T-Rex chimes tinny in my head plugged with overpriced earbuds. Life could not be better really, but I still feel disgruntled. I still want to whine. Don’t want to work. Wish I had more money. Get frustrated because I can’t seem to figure out what to buy myself next to appease my vampiric thirst for consumer-bliss.

I cook and clean. Take the dog for a walk. Get lost in my work. Scour the internet for the next best free download. I think about cleaning my office and then put myself in front of the TV instead.

I concede that I am just a spoiled little brat. Not content for the sake of not being content. Am I making any sense? Does anyone else feel like this? No, no, just me again.

I watch a couple more Godzilla movies, some anime called: Kill a Killa, Fate Zero, and Sword Art Online. Take the dog for a walk again. Daniela and I go shopping. We go out to eat. We go to bed early and get up early. Lather, rinse and repeat.

I get frustrated because I ask myself: “What am I going to write about now?” “What’s left to say?” “Didn’t I make this point in a post just last week?” No one will want to read anymore because I don’t have anything to show them, tell them, discover with them.

I shake it off and feel a little embarrassed for getting so pretentious. Sorry.

People come and go with their laptops in coffee shops. In Japan there are more people with books than computers; they seem to leave them at home. Mostly students hang out in coffee shops, not homeless, or hipsters out for a free wifi poach. (How do they wear those knit hats inside all the time, those hipsters? I would sweat to the point of passing out.) You see them in the middle of summer with their knit hats on in the blazing urban heat of the city. The temperature of their heads must induce some sort of prolonged brain damage. Maybe it is vision-impairment because they usually have those big glasses on. I digress.

So Japan is gone, slowly slipping off the radar and the impending thought of winter is replacing it. The dog is more and more apprehensive to go outside, much more interested in sleeping deep under blankets, buried between my legs or tucked snuggly under my hoodie.
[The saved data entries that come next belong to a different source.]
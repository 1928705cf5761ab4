use chrono::{DateTime, Utc};
use kdl::{KdlDocument, KdlNode, KdlValue};
use serde_json::Value;

use crate::authz::condition::Condition;
use crate::authz::errors::AuthzError;
use crate::authz::types::*;

/// A role as declared in a policy file; `level` is derived at compile time.
#[derive(Debug, Clone, PartialEq, Eq)]
pub struct RoleDef {
    pub id: RoleId,
    pub name: String,
    pub parent: Option<RoleId>,
    pub is_system: bool,
}

/// Everything declared by one policy document.
#[derive(Debug, Clone, Default)]
pub struct ParsedPolicy {
    pub roles: Vec<RoleDef>,
    pub permissions: Vec<Permission>,
    pub bindings: Vec<RolePermission>,
    pub assignments: Vec<SubjectRoleAssignment>,
    pub overrides: Vec<SubjectPermissionOverride>,
}

/// Parse a KDL document string into typed policy structs.
pub fn parse_kdl_document(source: &str) -> Result<ParsedPolicy, AuthzError> {
    let doc: KdlDocument = source
        .parse()
        .map_err(|e: kdl::KdlError| AuthzError::KdlParse(e.to_string()))?;

    let mut policy = ParsedPolicy::default();

    for node in doc.nodes() {
        match node.name().value() {
            "role" => {
                let id = positional_string(node, 0).ok_or_else(|| {
                    AuthzError::InvalidPolicy(
                        "role node requires an id argument (e.g. role \"operator\" name=\"Operator\")"
                            .into(),
                    )
                })?;
                let name = string_prop(node, "name").unwrap_or_else(|| id.clone());
                let is_system = match node.get("system") {
                    None => false,
                    Some(v) => v.as_bool().ok_or_else(|| {
                        AuthzError::InvalidPolicy(format!(
                            "role `{id}`: `system` must be a boolean (#true or #false)"
                        ))
                    })?,
                };
                policy.roles.push(RoleDef {
                    parent: string_prop(node, "parent"),
                    id,
                    name,
                    is_system,
                });
            }
            "permission" => {
                policy.permissions.push(parse_permission(node)?);
            }
            "bind" => {
                let (role_id, permission_id) = two_strings(node, "bind \"<role>\" \"<permission>\"")?;
                policy.bindings.push(RolePermission {
                    role_id,
                    permission_id,
                    effect: effect_prop(node)?,
                });
            }
            "assign" => {
                let (subject_id, role_id) = two_strings(node, "assign \"<subject>\" \"<role>\"")?;
                policy.assignments.push(SubjectRoleAssignment {
                    subject_id,
                    role_id,
                    valid_from: time_prop(node, "from")?.unwrap_or(DateTime::<Utc>::UNIX_EPOCH),
                    valid_until: time_prop(node, "until")?,
                });
            }
            "override" => {
                let (subject_id, permission_id) =
                    two_strings(node, "override \"<subject>\" \"<permission>\" effect=\"deny\"")?;
                policy.overrides.push(SubjectPermissionOverride {
                    subject_id,
                    permission_id,
                    effect: effect_prop(node)?,
                    valid_from: time_prop(node, "from")?,
                    valid_until: time_prop(node, "until")?,
                });
            }
            other => {
                tracing::warn!("ignoring unknown top-level KDL node `{other}`");
            }
        }
    }

    Ok(policy)
}

fn parse_permission(node: &KdlNode) -> Result<Permission, AuthzError> {
    let id = positional_string(node, 0).ok_or_else(|| {
        AuthzError::InvalidPolicy(
            "permission node requires an id argument (e.g. permission \"batch-submit\" resource=\"batch\" action=\"submit\" scope=\"organization\")"
                .into(),
        )
    })?;
    let required = |key: &str| {
        string_prop(node, key).ok_or_else(|| {
            AuthzError::InvalidPolicy(format!("permission `{id}` missing `{key}` property"))
        })
    };
    let resource = required("resource")?;
    let action = required("action")?;
    let scope: Scope = required("scope")?.parse()?;

    let mut conditions = None;
    if let Some(children) = node.children() {
        for child in children.nodes() {
            match child.name().value() {
                "when" => {
                    let cond = parse_condition_block(child)?;
                    cond.validate()
                        .map_err(|e| AuthzError::InvalidCondition(format!("permission `{id}`: {e}")))?;
                    conditions = Some(cond);
                }
                other => {
                    return Err(AuthzError::InvalidPolicy(format!(
                        "unexpected child `{other}` in permission `{id}` (expected `when`)"
                    )));
                }
            }
        }
    }

    Ok(Permission {
        id,
        resource,
        action,
        scope,
        conditions,
    })
}

/// A `when` block holds one predicate, or several that must all hold.
fn parse_condition_block(node: &KdlNode) -> Result<Condition, AuthzError> {
    let mut parsed = condition_children(node)?;
    match parsed.len() {
        0 => Err(AuthzError::InvalidCondition(
            "`when` block has no predicates".into(),
        )),
        1 => Ok(parsed.remove(0)),
        _ => Ok(Condition::all(parsed)),
    }
}

fn condition_children(node: &KdlNode) -> Result<Vec<Condition>, AuthzError> {
    match node.children() {
        Some(children) => children.nodes().iter().map(parse_condition).collect(),
        None => Ok(Vec::new()),
    }
}

fn parse_condition(node: &KdlNode) -> Result<Condition, AuthzError> {
    let op = node.name().value();
    match op {
        "time-window" => Ok(Condition::time_window(
            time_prop(node, "from")?,
            time_prop(node, "until")?,
        )),
        "equals" | "not-equals" => {
            let attribute = attribute_arg(node)?;
            let value = positional(node, 1).map(kdl_to_json).ok_or_else(|| {
                AuthzError::InvalidCondition(format!("`{op}` on `{attribute}` needs a value"))
            })?;
            Ok(if op == "equals" {
                Condition::equals(&attribute, value)
            } else {
                Condition::not_equals(&attribute, value)
            })
        }
        "in-set" => {
            let attribute = attribute_arg(node)?;
            let values = positionals(node).skip(1).map(kdl_to_json).collect();
            Ok(Condition::in_set(&attribute, values))
        }
        "all" => Ok(Condition::all(condition_children(node)?)),
        "any" => Ok(Condition::any(condition_children(node)?)),
        "not" => {
            let mut inner = condition_children(node)?;
            if inner.len() != 1 {
                return Err(AuthzError::InvalidCondition(format!(
                    "`not` takes exactly one predicate, found {}",
                    inner.len()
                )));
            }
            Ok(Condition::not(inner.remove(0)))
        }
        other => Err(AuthzError::InvalidCondition(format!(
            "unknown predicate `{other}`"
        ))),
    }
}

fn positionals(node: &KdlNode) -> impl Iterator<Item = &KdlValue> {
    node.entries()
        .iter()
        .filter(|e| e.name().is_none())
        .map(|e| e.value())
}

fn positional(node: &KdlNode, index: usize) -> Option<&KdlValue> {
    positionals(node).nth(index)
}

fn positional_string(node: &KdlNode, index: usize) -> Option<String> {
    positional(node, index)
        .and_then(|v| v.as_string())
        .map(|s| s.to_string())
}

fn string_prop(node: &KdlNode, key: &str) -> Option<String> {
    node.get(key)
        .and_then(|v| v.as_string())
        .map(|s| s.to_string())
}

fn two_strings(node: &KdlNode, usage: &str) -> Result<(String, String), AuthzError> {
    match (positional_string(node, 0), positional_string(node, 1)) {
        (Some(a), Some(b)) => Ok((a, b)),
        _ => Err(AuthzError::InvalidPolicy(format!(
            "`{}` node requires two string arguments (e.g. {usage})",
            node.name().value()
        ))),
    }
}

fn attribute_arg(node: &KdlNode) -> Result<String, AuthzError> {
    positional_string(node, 0).ok_or_else(|| {
        AuthzError::InvalidCondition(format!(
            "`{}` needs an attribute path as its first argument",
            node.name().value()
        ))
    })
}

fn effect_prop(node: &KdlNode) -> Result<Effect, AuthzError> {
    match string_prop(node, "effect") {
        Some(raw) => raw.parse(),
        None => Ok(Effect::Allow),
    }
}

fn time_prop(node: &KdlNode, key: &str) -> Result<Option<DateTime<Utc>>, AuthzError> {
    let Some(raw) = string_prop(node, key) else {
        return Ok(None);
    };
    DateTime::parse_from_rfc3339(&raw)
        .map(|t| Some(t.with_timezone(&Utc)))
        .map_err(|e| {
            AuthzError::InvalidPolicy(format!(
                "`{key}` on `{}` is not an RFC 3339 timestamp: {e}",
                node.name().value()
            ))
        })
}

fn kdl_to_json(value: &KdlValue) -> Value {
    if let Some(s) = value.as_string() {
        Value::String(s.to_string())
    } else if let Some(i) = value.as_integer() {
        i64::try_from(i)
            .map(Value::from)
            .unwrap_or_else(|_| Value::from(i as f64))
    } else if let Some(f) = value.as_float() {
        Value::from(f)
    } else if let Some(b) = value.as_bool() {
        Value::Bool(b)
    } else {
        Value::Null
    }
}

#[cfg(test)]
mod tests {
    use super::*;
    use chrono::TimeZone;
    use serde_json::json;

    #[test]
    fn test_parse_roles_with_parent() {
        let kdl = r#"
role "viewer" name="Viewer"
role "operator" name="Operator" parent="viewer"
"#;
        let policy = parse_kdl_document(kdl).unwrap();
        assert_eq!(policy.roles.len(), 2);
        let operator = &policy.roles[1];
        assert_eq!(operator.id, "operator");
        assert_eq!(operator.name, "Operator");
        assert_eq!(operator.parent.as_deref(), Some("viewer"));
        assert!(!operator.is_system);
    }

    #[test]
    fn test_role_name_defaults_to_id() {
        let policy = parse_kdl_document(r#"role "auditor""#).unwrap();
        assert_eq!(policy.roles[0].name, "auditor");
    }

    #[test]
    fn test_parse_permission_with_conditions() {
        let kdl = r#"
permission "batch-submit-ch1" resource="batch" action="submit" scope="channel" {
    when {
        equals "resource.channel" "ch1"
        time-window from="2025-01-01T09:00:00Z" until="2025-01-01T17:00:00Z"
        not {
            in-set "subject.department" "contractors" "interns"
        }
    }
}
"#;
        let policy = parse_kdl_document(kdl).unwrap();
        assert_eq!(policy.permissions.len(), 1);
        let p = &policy.permissions[0];
        assert_eq!(p.resource, "batch");
        assert_eq!(p.scope, Scope::Channel);

        let from = Utc.with_ymd_and_hms(2025, 1, 1, 9, 0, 0).unwrap();
        let until = Utc.with_ymd_and_hms(2025, 1, 1, 17, 0, 0).unwrap();
        assert_eq!(
            p.conditions,
            Some(Condition::all(vec![
                Condition::equals("resource.channel", "ch1"),
                Condition::time_window(Some(from), Some(until)),
                Condition::not(Condition::in_set(
                    "subject.department",
                    vec![json!("contractors"), json!("interns")]
                )),
            ]))
        );
    }

    #[test]
    fn test_numeric_condition_values() {
        let kdl = r#"
permission "big" resource="batch" action="submit" scope="global" {
    when {
        any {
            equals "resource.tier" 2
            equals "resource.weight" 1.5
        }
    }
}
"#;
        let policy = parse_kdl_document(kdl).unwrap();
        let ctx = AttributeContext::new().with("resource.tier", 2);
        let cond = policy.permissions[0].conditions.as_ref().unwrap();
        assert!(cond.evaluate(&ctx, Utc::now()));
    }

    #[test]
    fn test_parse_bind_assign_override() {
        let kdl = r#"
bind "operator" "batch-submit"
bind "auditor" "batch-delete" effect="deny"
assign "u1" "operator" from="2025-01-01T00:00:00Z" until="2026-01-01T00:00:00Z"
assign "u2" "auditor"
override "u1" "batch-delete" effect="deny"
"#;
        let policy = parse_kdl_document(kdl).unwrap();
        assert_eq!(policy.bindings.len(), 2);
        assert_eq!(policy.bindings[0].effect, Effect::Allow);
        assert_eq!(policy.bindings[1].effect, Effect::Deny);

        assert_eq!(policy.assignments.len(), 2);
        assert_eq!(
            policy.assignments[0].valid_until,
            Some(Utc.with_ymd_and_hms(2026, 1, 1, 0, 0, 0).unwrap())
        );
        assert_eq!(policy.assignments[1].valid_from, DateTime::<Utc>::UNIX_EPOCH);
        assert!(policy.assignments[1].valid_until.is_none());

        assert_eq!(policy.overrides.len(), 1);
        assert_eq!(policy.overrides[0].effect, Effect::Deny);
    }

    #[test]
    fn test_permission_missing_scope() {
        let kdl = r#"permission "p" resource="batch" action="read""#;
        let err = parse_kdl_document(kdl).unwrap_err();
        assert!(matches!(err, AuthzError::InvalidPolicy(_)));
    }

    #[test]
    fn test_unknown_scope_rejected() {
        let kdl = r#"permission "p" resource="batch" action="read" scope="tenant""#;
        let err = parse_kdl_document(kdl).unwrap_err();
        assert!(matches!(err, AuthzError::InvalidPolicy(_)));
    }

    #[test]
    fn test_unknown_predicate_rejected() {
        let kdl = r#"
permission "p" resource="batch" action="read" scope="global" {
    when {
        matches "resource.name" "prod-.*"
    }
}
"#;
        let err = parse_kdl_document(kdl).unwrap_err();
        assert!(matches!(err, AuthzError::InvalidCondition(_)));
    }

    #[test]
    fn test_empty_in_set_rejected() {
        let kdl = r#"
permission "p" resource="batch" action="read" scope="global" {
    when {
        in-set "subject.department"
    }
}
"#;
        let err = parse_kdl_document(kdl).unwrap_err();
        assert!(matches!(err, AuthzError::InvalidCondition(_)));
    }

    #[test]
    fn test_bad_timestamp_rejected() {
        let kdl = r#"assign "u1" "operator" from="yesterday""#;
        let err = parse_kdl_document(kdl).unwrap_err();
        assert!(matches!(err, AuthzError::InvalidPolicy(_)));
    }

    #[test]
    fn test_bind_requires_two_arguments() {
        let err = parse_kdl_document(r#"bind "operator""#).unwrap_err();
        assert!(matches!(err, AuthzError::InvalidPolicy(_)));
    }

    #[test]
    fn test_invalid_kdl_syntax() {
        let err = parse_kdl_document("role \"unterminated").unwrap_err();
        assert!(matches!(err, AuthzError::KdlParse(_)));
    }
}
Somehow and suddenly my anger and urge for self-loathing evaporates. Optimism sets in, and I start to feel great again. (Maybe there will be a happy ending to this entry after all.) I start to think of all the things I want to do. How lucky I am. It doesn’t mean that I wasn’t disgusted by my subway ride here. It doesn’t mean that I don’t wish I could move Japan here and keep it close, a place I could safely wander through, and take in all it has to offer over and over again. It doesn’t mean that I don’t think North Americans are lower on the evolutionary ladder in some ways.

It does mean that I sure am happy I was able to find all of this shit out for myself.

The anger will come and go – it always does with me. It’s great being married to a therapist – you get free treatment and they get to practice on you to see how things work.